* Source information:

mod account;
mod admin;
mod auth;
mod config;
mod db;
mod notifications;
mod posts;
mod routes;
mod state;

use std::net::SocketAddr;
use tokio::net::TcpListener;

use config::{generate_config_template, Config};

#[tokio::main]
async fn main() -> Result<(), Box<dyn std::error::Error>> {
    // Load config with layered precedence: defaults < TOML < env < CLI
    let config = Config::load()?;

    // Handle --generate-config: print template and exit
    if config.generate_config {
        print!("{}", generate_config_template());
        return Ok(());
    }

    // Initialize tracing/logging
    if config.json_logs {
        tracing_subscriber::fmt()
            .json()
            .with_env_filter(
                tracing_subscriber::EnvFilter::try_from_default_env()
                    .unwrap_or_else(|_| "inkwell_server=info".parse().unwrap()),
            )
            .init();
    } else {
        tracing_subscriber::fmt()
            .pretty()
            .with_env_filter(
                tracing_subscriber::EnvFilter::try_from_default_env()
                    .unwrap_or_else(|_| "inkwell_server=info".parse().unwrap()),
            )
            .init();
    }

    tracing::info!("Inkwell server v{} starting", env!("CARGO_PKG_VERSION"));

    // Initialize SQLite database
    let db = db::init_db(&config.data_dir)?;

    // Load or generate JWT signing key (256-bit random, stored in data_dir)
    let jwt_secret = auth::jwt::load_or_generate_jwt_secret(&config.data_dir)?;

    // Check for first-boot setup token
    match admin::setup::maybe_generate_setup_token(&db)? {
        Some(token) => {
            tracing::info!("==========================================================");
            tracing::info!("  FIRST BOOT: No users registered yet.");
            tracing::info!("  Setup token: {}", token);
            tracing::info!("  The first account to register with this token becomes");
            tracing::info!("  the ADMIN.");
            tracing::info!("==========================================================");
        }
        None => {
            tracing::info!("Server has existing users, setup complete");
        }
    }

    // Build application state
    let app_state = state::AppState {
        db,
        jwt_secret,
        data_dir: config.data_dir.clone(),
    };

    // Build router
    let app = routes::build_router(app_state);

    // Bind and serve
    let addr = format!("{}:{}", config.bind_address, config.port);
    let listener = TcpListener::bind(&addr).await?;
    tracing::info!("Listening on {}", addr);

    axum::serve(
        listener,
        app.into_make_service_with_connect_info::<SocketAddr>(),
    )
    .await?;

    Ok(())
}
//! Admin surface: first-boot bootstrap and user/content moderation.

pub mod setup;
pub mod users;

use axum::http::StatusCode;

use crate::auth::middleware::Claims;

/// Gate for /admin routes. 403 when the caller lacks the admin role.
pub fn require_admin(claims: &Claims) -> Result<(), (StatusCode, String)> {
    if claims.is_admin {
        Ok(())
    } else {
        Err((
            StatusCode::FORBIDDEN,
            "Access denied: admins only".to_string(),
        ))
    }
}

--

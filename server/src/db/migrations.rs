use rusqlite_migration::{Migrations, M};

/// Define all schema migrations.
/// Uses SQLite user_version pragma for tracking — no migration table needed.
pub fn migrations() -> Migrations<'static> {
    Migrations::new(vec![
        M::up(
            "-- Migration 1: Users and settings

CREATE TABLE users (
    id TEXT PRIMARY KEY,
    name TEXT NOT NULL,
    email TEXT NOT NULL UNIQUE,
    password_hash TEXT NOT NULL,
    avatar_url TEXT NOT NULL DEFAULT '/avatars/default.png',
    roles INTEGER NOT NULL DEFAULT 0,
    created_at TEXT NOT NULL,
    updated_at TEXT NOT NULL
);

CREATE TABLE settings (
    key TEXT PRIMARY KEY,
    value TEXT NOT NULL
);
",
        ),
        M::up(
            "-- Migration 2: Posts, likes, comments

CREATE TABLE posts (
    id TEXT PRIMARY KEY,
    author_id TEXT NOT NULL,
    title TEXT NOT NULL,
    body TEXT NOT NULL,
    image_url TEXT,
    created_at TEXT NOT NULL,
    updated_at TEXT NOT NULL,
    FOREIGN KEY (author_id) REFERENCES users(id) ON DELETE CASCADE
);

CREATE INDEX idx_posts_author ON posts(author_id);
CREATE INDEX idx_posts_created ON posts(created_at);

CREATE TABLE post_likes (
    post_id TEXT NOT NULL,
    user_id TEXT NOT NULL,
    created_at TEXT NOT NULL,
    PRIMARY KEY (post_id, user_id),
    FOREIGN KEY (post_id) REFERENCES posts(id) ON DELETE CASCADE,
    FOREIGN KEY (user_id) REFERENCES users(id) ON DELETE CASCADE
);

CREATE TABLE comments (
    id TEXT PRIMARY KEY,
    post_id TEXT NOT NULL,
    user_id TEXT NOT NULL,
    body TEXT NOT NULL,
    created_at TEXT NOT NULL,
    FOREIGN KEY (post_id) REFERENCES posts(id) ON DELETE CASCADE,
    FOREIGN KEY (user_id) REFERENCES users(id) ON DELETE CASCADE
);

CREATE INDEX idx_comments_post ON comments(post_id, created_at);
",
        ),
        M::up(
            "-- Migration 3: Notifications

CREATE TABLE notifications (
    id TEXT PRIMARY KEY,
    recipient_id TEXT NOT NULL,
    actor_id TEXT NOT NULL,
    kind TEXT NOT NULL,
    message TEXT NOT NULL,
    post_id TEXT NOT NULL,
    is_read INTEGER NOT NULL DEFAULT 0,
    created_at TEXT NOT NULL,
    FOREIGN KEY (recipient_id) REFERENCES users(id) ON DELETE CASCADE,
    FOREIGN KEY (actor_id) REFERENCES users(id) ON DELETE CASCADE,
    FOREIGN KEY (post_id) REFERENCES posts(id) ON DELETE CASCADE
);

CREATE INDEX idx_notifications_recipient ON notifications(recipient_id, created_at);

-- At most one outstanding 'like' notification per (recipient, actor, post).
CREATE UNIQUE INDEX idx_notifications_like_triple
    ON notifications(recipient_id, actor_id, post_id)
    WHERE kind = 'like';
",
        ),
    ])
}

* Assignment: Output the lines of the records above exactly as they appear, from the line containing "CREATE TABLE notifications" through the line containing "FOREIGN KEY (recipient_id)".

* Task output:
CREATE TABLE notifications (
    id TEXT PRIMARY KEY,
    recipient_id TEXT NOT NULL,
    actor_id TEXT NOT NULL,
    kind TEXT NOT NULL,
    message TEXT NOT NULL,
    post_id TEXT NOT NULL,
    is_read INTEGER NOT NULL DEFAULT 0,
    created_at TEXT NOT NULL,
    FOREIGN KEY (recipient_id) REFERENCES users(id) ON DELETE CASCADE,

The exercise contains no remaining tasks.